Bild: Die Lust auf Großereignisse ist vergangen: Ein Sportfeuerwerk wie nach d…
WIEN taz | Die Wiener lassen sich nicht einmal mehr von ihrem eigenen
Bürgermeister für dumm verkaufen. Michael Häupl, der sozialdemokratische
Vorsitzende Wiens, wollte am Beginn eines Wahljahres mit einer
Volksbefragung den Schein seiner Volkstümlichkeit und die Chancen der
Sozialdemokratischen Partei wahren.
Neben Fragen nach der Zukunft der Parkraumbewirtschaftung, der
Privatisierung von zentralen Dienstleistungen (Wasser, Spitäler, Energie)
und der Entwicklung erneuerbarer Energieträger erkundigte er sich bei den
Bewohnern, ob man sich für die Austragung der Olympischen Sommerspiele 2028
bewerben solle. Das am Dienstag verlautbarte vorläufige Endergebnis: 28,06
Prozent ja, 71,94 Prozent nein.
„Für mich ist die Frage der Olympiabewerbung Wiens erledigt“, sagte Häupl.
„Ich finde es persönlich schade.“ Das Ergebnis zeige jedenfalls, dass die
Bewerbungsfrage alles andere als eine „Wischiwaschi-Frage“ gewesen sei.

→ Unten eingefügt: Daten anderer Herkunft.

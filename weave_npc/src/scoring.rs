//! Importance scoring (§4.2): frequency + significance + optional recency
//! decay, returned as an owned breakdown rather than mutated in place.
//!
//! Each call returns a fresh owned breakdown rather than mutating `tracking`
//! in place, so a caller can compare hypothetical scores before committing.

use weave_core::NpcTrackingConfig;

use crate::tracking::NpcTracking;

/// The three scores §4.2 defines, computed fresh from `tracking`'s current
/// counters — calling this twice with identical inputs yields identical
/// output (§8 idempotence law), since nothing here is mutated in place.
#[derive(Debug, Clone, Copy, PartialEq)]
pub struct ImportanceBreakdown {
    pub frequency_score: f32,
    pub significance_score: f32,
    /// `min(frequency + significance, 100)`, before recency decay.
    pub base_score: f32,
    /// Recency multiplier in `[0.3, 1.0]`; `1.0` when decay is disabled.
    pub recency_factor: f32,
    /// `base_score * recency_factor`.
    pub importance_score: f32,
}

/// `mention_score = min(10 + 20*log10(total_mentions), 50)` for
/// `total_mentions > 0`, else `0`.
fn mention_score(total_mentions: u32) -> f32 {
    if total_mentions == 0 {
        0.0
    } else {
        (10.0 + 20.0 * (total_mentions as f32).log10()).min(50.0)
    }
}

/// `scene_score = 20 * (scene_count / total_scenes_in_branch)`.
fn scene_score(scene_count: u32, total_scenes: u32) -> f32 {
    if total_scenes == 0 {
        0.0
    } else {
        20.0 * (scene_count as f32 / total_scenes as f32)
    }
}

/// Recency decay (§4.2): no decay within `inactive_window`; otherwise linear
/// decay from 1.0 toward a floor of 0.3 over an additional
/// `inactive_window` scenes.
fn recency_factor(current_scene: u32, last_appearance_scene: u32, inactive_window: u32) -> f32 {
    if inactive_window == 0 {
        return 1.0;
    }
    let delta = current_scene.saturating_sub(last_appearance_scene);
    if delta <= inactive_window {
        return 1.0;
    }
    let excess = (delta - inactive_window) as f32;
    let decay_rate = (excess / inactive_window as f32).min(1.0);
    (1.0 - decay_rate * 0.7).max(0.3)
}

/// Computes the full importance breakdown for `tracking` given the current
/// scene position and the branch's total scene count.
pub fn compute_importance(
    tracking: &NpcTracking,
    total_scenes: u32,
    current_scene: u32,
    cfg: &NpcTrackingConfig,
) -> ImportanceBreakdown {
    let freq = (mention_score(tracking.total_mentions) + scene_score(tracking.scene_count, total_scenes)).min(70.0);

    let dialogue_bonus = (3.0 * tracking.dialogue_scene_count as f32).min(15.0);
    let action_bonus = (3.0 * tracking.action_scene_count as f32).min(15.0);
    let significance = (dialogue_bonus + action_bonus).min(30.0);

    let base = (freq + significance).min(100.0);

    let recency = if cfg.use_recency_decay {
        recency_factor(current_scene, tracking.last_appearance_scene, cfg.inactive_recency_window)
    } else {
        1.0
    };

    ImportanceBreakdown {
        frequency_score: freq,
        significance_score: significance,
        base_score: base,
        recency_factor: recency,
        importance_score: base * recency,
    }
}

#[cfg(test)]
mod tests {
    use super::*;
    use crate::tracking::NpcTracking;

    fn tracking_with(total_mentions: u32, scene_count: u32, dialogue: u32, actions: u32, last_appearance: u32) -> NpcTracking {
        let mut t = NpcTracking::new("Mira".into());
        t.total_mentions = total_mentions;
        t.scene_count = scene_count;
        t.dialogue_scene_count = dialogue;
        t.action_scene_count = actions;
        t.first_appearance_scene = 1;
        t.last_appearance_scene = last_appearance;
        t
    }

    #[test]
    fn recomputation_is_idempotent() {
        let tracking = tracking_with(40, 10, 5, 3, 20);
        let cfg = NpcTrackingConfig::default();
        let a = compute_importance(&tracking, 50, 22, &cfg);
        let b = compute_importance(&tracking, 50, 22, &cfg);
        assert_eq!(a, b);
    }

    #[test]
    fn frequency_score_capped_at_seventy() {
        let tracking = tracking_with(10_000, 50, 0, 0, 50);
        let cfg = NpcTrackingConfig {
            use_recency_decay: false,
            ..NpcTrackingConfig::default()
        };
        let result = compute_importance(&tracking, 50, 50, &cfg);
        assert!(result.frequency_score <= 70.0);
        assert_eq!(result.base_score, result.frequency_score);
    }

    #[test]
    fn no_decay_within_inactive_window() {
        let tracking = tracking_with(20, 5, 2, 1, 10);
        let cfg = NpcTrackingConfig {
            inactive_recency_window: 15,
            use_recency_decay: true,
            ..NpcTrackingConfig::default()
        };
        let result = compute_importance(&tracking, 30, 20, &cfg);
        assert_eq!(result.recency_factor, 1.0);
    }

    #[test]
    fn decay_floors_at_point_three() {
        let tracking = tracking_with(20, 5, 2, 1, 1);
        let cfg = NpcTrackingConfig {
            inactive_recency_window: 10,
            use_recency_decay: true,
            ..NpcTrackingConfig::default()
        };
        let result = compute_importance(&tracking, 30, 1000, &cfg);
        assert_eq!(result.recency_factor, 0.3);
        assert_eq!(result.importance_score, result.base_score * 0.3);
    }
}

An
dieser Stelle muss man fragen, ob Häupl noch zeitweise aus seinem Büro, in
dem locker ein Hallenfußballspiel stattfinden könnte, auf die Straßen und
in die Hallen geht.
Denn die gesamte Aktion war eine Verhöhnung der direkten Demokratie: die
Wiener Stadtbürokratie hielt es vor der Volksbefragung nicht einmal der
Mühe wert, die Stimmbürger über die Kosten einer Olympiabewerbung zu
informieren. Spekulationen schwankten zwischen zehn und 100 Millionen. Die
Kosten der Spiele selbst betrugen in London 2012 angeblich mindestens 13
Milliarden Euro. Das ist rund ein Fünftel der österreichischen
Staatsausgaben 2012.
Verständlicherweise hatten die Wiener, gewitzt durch Finanzierungs- und
Planungsdebakel beim Ausbau des Wiener Flughafens (rund 400 Millionen Euro
Mehrkosten), Angst vor den Risiken. Dazu kommt, dass sich Häupl (63) seit
seinem Amtsantritt 1994 als unfähig erwiesen hat, die sportliche
Infrastruktur der Stadt auszubauen oder auch nur aufrechtzuerhalten.

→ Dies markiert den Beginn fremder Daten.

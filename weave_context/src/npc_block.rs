//! Renders NPC tier lists (§4.2 tiering) into the text block appended to the
//! character-roster message (§4.3 message 3 covers the explicit roster; the
//! tracked-NPC tiers ride along in the same stable-per-session slot since
//! they, too, only mutate when a tracking row crosses or falls out of a
//! tier — not every turn).

use weave_npc::TieredNpc;

/// Formats the active tier with full detail and the inactive tier as a
/// brief name/role list, in that order; returns `None` when both are empty
/// so callers can skip the slot entirely.
pub fn format_npc_tier_block(active: &[TieredNpc], inactive: &[TieredNpc]) -> Option<String> {
    if active.is_empty() && inactive.is_empty() {
        return None;
    }

    let mut out = String::new();
    if !active.is_empty() {
        out.push_str("Active NPCs:\n");
        for npc in active {
            out.push_str(&format_active_entry(npc));
            out.push('\n');
        }
    }
    if !inactive.is_empty() {
        out.push_str("Recently seen NPCs (brief):\n");
        for npc in inactive {
            out.push_str(&format_inactive_entry(npc));
            out.push('\n');
        }
    }
    Some(out.trim_end().to_string())
}

fn format_active_entry(npc: &TieredNpc) -> String {
    let origin = npc.from_story_title.as_deref().map(|t| format!(" [From '{t}']")).unwrap_or_default();
    let personality = if npc.personality.is_empty() { String::new() } else { format!(" ({})", npc.personality.join(", ")) };
    format!(
        "- {name}{origin} — {role}{personality}: {description}{goals}",
        name = npc.name,
        role = npc.role,
        description = npc.description,
        goals = if npc.goals.is_empty() { String::new() } else { format!(" Goals: {}.", npc.goals) },
    )
}

fn format_inactive_entry(npc: &TieredNpc) -> String {
    let origin = npc.from_story_title.as_deref().map(|t| format!(" [From '{t}']")).unwrap_or_default();
    format!("- {name}{origin} — {role}", name = npc.name, role = npc.role)
}

#[cfg(test)]
mod tests {
    use super::*;

    fn npc(name: &str, role: &str, from_story: Option<&str>) -> TieredNpc {
        TieredNpc {
            name: name.into(),
            role: role.into(),
            description: "runs the tavern".into(),
            personality: vec!["blunt".into()],
            goals: "keep the regulars safe".into(),
            relationships: String::new(),
            importance_score: 50.0,
            from_story_title: from_story.map(String::from),
        }
    }

    #[test]
    fn returns_none_when_both_tiers_empty() {
        assert!(format_npc_tier_block(&[], &[]).is_none());
    }

    #[test]
    fn active_entries_carry_full_detail() {
        let active = vec![npc("Mira", "innkeeper", None)];
        let block = format_npc_tier_block(&active, &[]).unwrap();
        assert!(block.contains("runs the tavern"));
        assert!(block.contains("blunt"));
    }

    #[test]
    fn inactive_entries_carry_only_name_and_role() {
        let inactive = vec![npc("Corvin", "smith", None)];
        let block = format_npc_tier_block(&[], &inactive).unwrap();
        assert!(block.contains("Corvin"));
        assert!(block.contains("smith"));
        assert!(!block.contains("tavern"));
    }

    #[test]
    fn cross_story_origin_label_rendered() {
        let inactive = vec![npc("Corvin", "smith", Some("The Other Tale"))];
        let block = format_npc_tier_block(&[], &inactive).unwrap();
        assert!(block.contains("[From 'The Other Tale']"));
    }
}
//! Unified error type for the external-interface boundary (§7 I/O-boundary idiom).

use thiserror::Error;

/// Error surfaced by an `ExtractionLlm` call.
#[derive(Error, Debug)]
pub enum ExtractionLlmError {
    #[error("extraction LLM request failed: {0}")]
    Request(String),
    #[error("extraction LLM response could not be parsed: {0}")]
    Parse(String),
    #[error("extraction LLM request timed out after {0}s")]
    Timeout(u64),
}

/// Error surfaced by a `MainLlm` call. Per §7, a failure here is the one
/// kind of internal error allowed to propagate all the way to the caller
/// rather than degrading to an empty result.
#[derive(Error, Debug)]
pub enum MainLlmError {
    #[error("main LLM request failed: {0}")]
    Request(String),
    #[error("main LLM stream ended unexpectedly: {0}")]
    StreamClosed(String),
    #[error("main LLM request timed out after {0}s")]
    Timeout(u64),
}

/// Error surfaced by an `EmbeddingService` call.
#[derive(Error, Debug)]
pub enum EmbeddingError {
    #[error("embedding request failed: {0}")]
    Request(String),
    #[error("embedding request timed out after {0}s")]
    Timeout(u64),
}

/// Error raised by `ProviderRouter` construction or provider selection.
#[derive(Error, Debug)]
pub enum RouterError {
    #[error("no provider configured for capability `{0}`")]
    NoProvider(&'static str),
    #[error("unknown provider setting: {0}")]
    UnknownProvider(String),
}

## Unfreiwillige Selbstironie
Nur der Profifußball, vertreten durch Häupls große Liebe Austria Wien und
deren Konkurrenten Rapid, wird über den Umweg von Stadionbauten und
-renovierungen großzügig subventioniert. Fast alle anderen Sportarten
vermissen in Wien zeitgemäße Wettkampf- oder Trainingsstätten.
Die Selbstbezeichnung der Kommune als „Sportstadt“ ist unfreiwillige
Selbstironie. Wiens einziges 50-Meter-Schwimmbecken ist leck. Die Schwimmer
üben in einem Dauerprovisorium, einer zugigen, aufblasbaren Plastikhalle.
Die Millionenstadt hat kein Ballsportzentrum, kein Leichtathletikstadion,
das Radstadion war asbestverseucht und ist altersschwach. Das Kontrollamt
der Stadt erzwang vor kurzem die Schließung vieler Ställe im
Galoppreitverein Freudenau wegen akuter Einsturzgefahr.
Eine Ausnahme bildet die renovierte Halle des Eishockeyklubs Vienna
Capitals. Der Klub organisierte das Projekt mit der städtischen Förderung
von 45 Millionen Euro selber. Ganz gegen die Wiener Regel wurde das
Vorhaben innerhalb des Kosten- und Zeitrahmens fertiggestellt.
Natürlich wären Sommerspiele ein schönes Fest in dieser kleinen Stadt. Aber
Wien braucht, wie der prominente Leichtathletiktrainer Wilhelm Lilge
feststellt, vor allem Trainingsstätten. Olympiagerechte Wettkampfstätten
sind für diese Stadt überdimensioniert, und die Frage der Nachnutzung hat
schon größere Metropolen wie Sydney und Athen überfordert.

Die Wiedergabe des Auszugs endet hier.